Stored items
^^^^

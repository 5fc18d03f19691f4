//! In-memory task coordination service.

use std::cmp::Reverse;
use std::sync::Arc;
use std::time::Duration;

use time::{OffsetDateTime, PrimitiveDateTime};
use tokio::sync::Mutex;
use tracing::{debug, warn};
use uuid::Uuid;

use super::{FetchRequest, TaskService, TaskSource};
use crate::error::{Error, Result};
use crate::task::{ExternalTask, Variables};

/// A call received by the [`InMemoryTaskService`].
#[derive(Debug, Clone, PartialEq)]
pub enum Reported {
    /// `complete` was called.
    Completed {
        /// The task.
        task_id: String,
        /// Published variables.
        variables: Variables,
    },
    /// `report_business_error` was called.
    BusinessError {
        /// The task.
        task_id: String,
        /// Business error code.
        code: String,
        /// Error message.
        message: Option<String>,
        /// Published variables.
        variables: Variables,
    },
    /// `report_failure` was called.
    Failure {
        /// The task.
        task_id: String,
        /// Failure message.
        message: String,
        /// Failure details.
        details: String,
        /// Remaining retries.
        retries: u32,
        /// Delay before the next attempt.
        retry_timeout: Duration,
    },
}

impl Reported {
    /// The task the call was about.
    pub fn task_id(&self) -> &str {
        match self {
            Reported::Completed { task_id, .. }
            | Reported::BusinessError { task_id, .. }
            | Reported::Failure { task_id, .. } => task_id,
        }
    }
}

/// A task whose retries ran out.
#[derive(Debug, Clone, PartialEq, Eq)]
pub struct Incident {
    /// The failed task.
    pub task_id: String,
    /// Its topic.
    pub topic: String,
    /// Last failure message.
    pub message: String,
    /// Last failure details.
    pub details: String,
}

/// Lifecycle state of a task held by the [`InMemoryTaskService`].
#[derive(Debug, Clone, Copy, PartialEq, Eq)]
pub enum TaskState {
    /// Waiting to be fetched, locked, or waiting for a retry.
    Open,
    /// Completed successfully.
    Completed,
    /// Ended with a business error.
    BusinessError,
    /// Retries exhausted; never fetched again.
    Incident,
}

struct Entry {
    task: ExternalTask,
    state: TaskState,
    available_at: Option<OffsetDateTime>,
}

impl Entry {
    fn is_fetchable(&self, now: OffsetDateTime) -> bool {
        if self.state != TaskState::Open {
            return false;
        }
        if self.available_at.is_some_and(|at| at > now) {
            return false;
        }
        match self.task.lock_expiration_time() {
            Some(until) => until <= now,
            None => true,
        }
    }
}

#[derive(Default)]
struct State {
    entries: Vec<Entry>,
    reported: Vec<Reported>,
    incidents: Vec<Incident>,
}

impl State {
    fn entry(&self, task_id: &str) -> Option<&Entry> {
        self.entries.iter().find(|entry| entry.task.id() == task_id)
    }

    /// The entry for `task`, if the reporting worker holds its lock.
    fn locked_entry(&mut self, task: &ExternalTask) -> Result<&mut Entry> {
        let entry = self
            .entries
            .iter_mut()
            .find(|entry| entry.task.id() == task.id())
            .ok_or_else(|| Error::UnknownTask(task.id().to_string()))?;

        let holder = entry.task.worker_id();
        if entry.state != TaskState::Open || holder.is_none() || holder != task.worker_id() {
            return Err(Error::LockNotHeld {
                task_id: task.id().to_string(),
                worker_id: task.worker_id().unwrap_or("<none>").to_string(),
            });
        }

        Ok(entry)
    }
}

/// Task coordination service held in process memory.
///
/// Implements both [`TaskSource`] and [`TaskService`]. Clones share state.
///
/// - Tasks are fetched in priority order (highest first) when requested,
///   otherwise in creation order
/// - Reports are only accepted from the worker holding the task's lock
/// - Completion merges the output variables into the task's variables;
///   an output variable overwrites an existing variable of the same name
/// - A failure reported with zero retries raises an [`Incident`]
///
/// # Example
///
/// ```
/// # tokio::runtime::Runtime::new().unwrap().block_on(async {
/// use extask::{FetchRequest, InMemoryTaskService, TaskSource};
/// use serde_json::json;
/// use std::time::Duration;
///
/// let service = InMemoryTaskService::new();
/// let id = service.push("send-invoice", [("order", json!(7))]).await;
///
/// let request = FetchRequest::new("worker-1", 10).topic("send-invoice", Duration::from_secs(30));
/// let tasks = service.fetch_and_lock(&request).await.unwrap();
///
/// assert_eq!(tasks.len(), 1);
/// assert_eq!(tasks[0].id(), id);
/// assert_eq!(tasks[0].worker_id(), Some("worker-1"));
/// # });
/// ```
#[derive(Clone, Default)]
pub struct InMemoryTaskService {
    state: Arc<Mutex<State>>,
}

impl InMemoryTaskService {
    /// Create an empty service.
    pub fn new() -> Self {
        Self::default()
    }

    /// Add a task on `topic` with the given variables. Returns its id.
    pub async fn push<I, K>(&self, topic: impl Into<String>, variables: I) -> String
    where
        I: IntoIterator<Item = (K, serde_json::Value)>,
        K: Into<String>,
    {
        let variables = variables
            .into_iter()
            .map(|(name, value)| (name.into(), value))
            .collect();
        let task = ExternalTask::new(Uuid::now_v7().to_string(), topic).with_variables(variables);
        self.push_task(task).await
    }

    /// Add a prepared task. Returns its id.
    pub async fn push_task(&self, task: ExternalTask) -> String {
        let id = task.id().to_string();
        self.state.lock().await.entries.push(Entry {
            task,
            state: TaskState::Open,
            available_at: None,
        });
        id
    }

    /// Snapshot of a task, including its current variables.
    pub async fn task(&self, task_id: &str) -> Option<ExternalTask> {
        self.state
            .lock()
            .await
            .entry(task_id)
            .map(|entry| entry.task.clone())
    }

    /// Lifecycle state of a task.
    pub async fn state_of(&self, task_id: &str) -> Option<TaskState> {
        self.state.lock().await.entry(task_id).map(|entry| entry.state)
    }

    /// Every report received, in order.
    pub async fn reported(&self) -> Vec<Reported> {
        self.state.lock().await.reported.clone()
    }

    /// Incidents raised so far.
    pub async fn incidents(&self) -> Vec<Incident> {
        self.state.lock().await.incidents.clone()
    }

    /// Distinct topics of open tasks, in creation order.
    pub async fn topics(&self) -> Vec<String> {
        let state = self.state.lock().await;
        let mut topics: Vec<String> = Vec::new();
        for entry in state.entries.iter().filter(|e| e.state == TaskState::Open) {
            if !topics.iter().any(|t| t == entry.task.topic()) {
                topics.push(entry.task.topic().to_string());
            }
        }
        topics
    }

    /// Number of tasks still open.
    pub async fn open_count(&self) -> usize {
        self.state
            .lock()
            .await
            .entries
            .iter()
            .filter(|entry| entry.state == TaskState::Open)
            .count()
    }
}

impl TaskSource for InMemoryTaskService {
    async fn fetch_and_lock(&self, request: &FetchRequest) -> Result<Vec<ExternalTask>> {
        let now = OffsetDateTime::now_utc();
        let mut state = self.state.lock().await;

        let mut candidates: Vec<usize> = state
            .entries
            .iter()
            .enumerate()
            .filter(|(_, entry)| {
                entry.is_fetchable(now) && request.lock_duration_for(entry.task.topic()).is_some()
            })
            .map(|(index, _)| index)
            .collect();

        if request.use_priority {
            // Stable sort keeps creation order within a priority.
            candidates.sort_by_key(|&index| Reverse(state.entries[index].task.priority()));
        }
        candidates.truncate(request.max_tasks);

        let mut fetched = Vec::with_capacity(candidates.len());
        for index in candidates {
            let entry = &mut state.entries[index];
            let lock_duration = request
                .lock_duration_for(entry.task.topic())
                .unwrap_or_default();
            entry.task.lock(&request.worker_id, after(now, lock_duration));
            entry.available_at = None;
            fetched.push(entry.task.clone());
        }

        if !fetched.is_empty() {
            debug!(
                worker_id = %request.worker_id,
                count = fetched.len(),
                "Locked tasks"
            );
        }

        Ok(fetched)
    }
}

impl TaskService for InMemoryTaskService {
    async fn complete(&self, task: &ExternalTask, variables: Variables) -> Result<()> {
        let mut state = self.state.lock().await;
        let entry = state.locked_entry(task)?;

        entry.task.merge_variables(&variables);
        entry.task.unlock();
        entry.state = TaskState::Completed;

        state.reported.push(Reported::Completed {
            task_id: task.id().to_string(),
            variables,
        });
        Ok(())
    }

    async fn report_business_error(
        &self,
        task: &ExternalTask,
        code: &str,
        message: Option<&str>,
        variables: Variables,
    ) -> Result<()> {
        let mut state = self.state.lock().await;
        let entry = state.locked_entry(task)?;

        entry.task.merge_variables(&variables);
        entry.task.unlock();
        entry.state = TaskState::BusinessError;

        state.reported.push(Reported::BusinessError {
            task_id: task.id().to_string(),
            code: code.to_string(),
            message: message.map(str::to_string),
            variables,
        });
        Ok(())
    }

    async fn report_failure(
        &self,
        task: &ExternalTask,
        message: &str,
        details: &str,
        retries: u32,
        retry_timeout: Duration,
    ) -> Result<()> {
        let now = OffsetDateTime::now_utc();
        let mut state = self.state.lock().await;
        let entry = state.locked_entry(task)?;

        entry.task.record_failure(retries, message, details);
        entry.task.unlock();

        let incident = if retries == 0 {
            entry.state = TaskState::Incident;
            Some(Incident {
                task_id: task.id().to_string(),
                topic: entry.task.topic().to_string(),
                message: message.to_string(),
                details: details.to_string(),
            })
        } else {
            entry.available_at = Some(after(now, retry_timeout));
            None
        };

        state.reported.push(Reported::Failure {
            task_id: task.id().to_string(),
            message: message.to_string(),
            details: details.to_string(),
            retries,
            retry_timeout,
        });

        if let Some(incident) = incident {
            warn!(
                task_id = %incident.task_id,
                topic = %incident.topic,
                message = %incident.message,
                "Retries exhausted, raising incident"
            );
            state.incidents.push(incident);
        }
        Ok(())
    }
}

/// `now + delay`, saturating at the latest representable instant.
fn after(now: OffsetDateTime, delay: Duration) -> OffsetDateTime {
    time::Duration::try_from(delay)
        .ok()
        .and_then(|delay| now.checked_add(delay))
        .unwrap_or_else(|| PrimitiveDateTime::MAX.assume_utc())
}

^^^^

§ Exercise description
Filter the data above, keeping only lines that include the string "match".

§ Finished exercise
        match self {
        match self.task.lock_expiration_time() {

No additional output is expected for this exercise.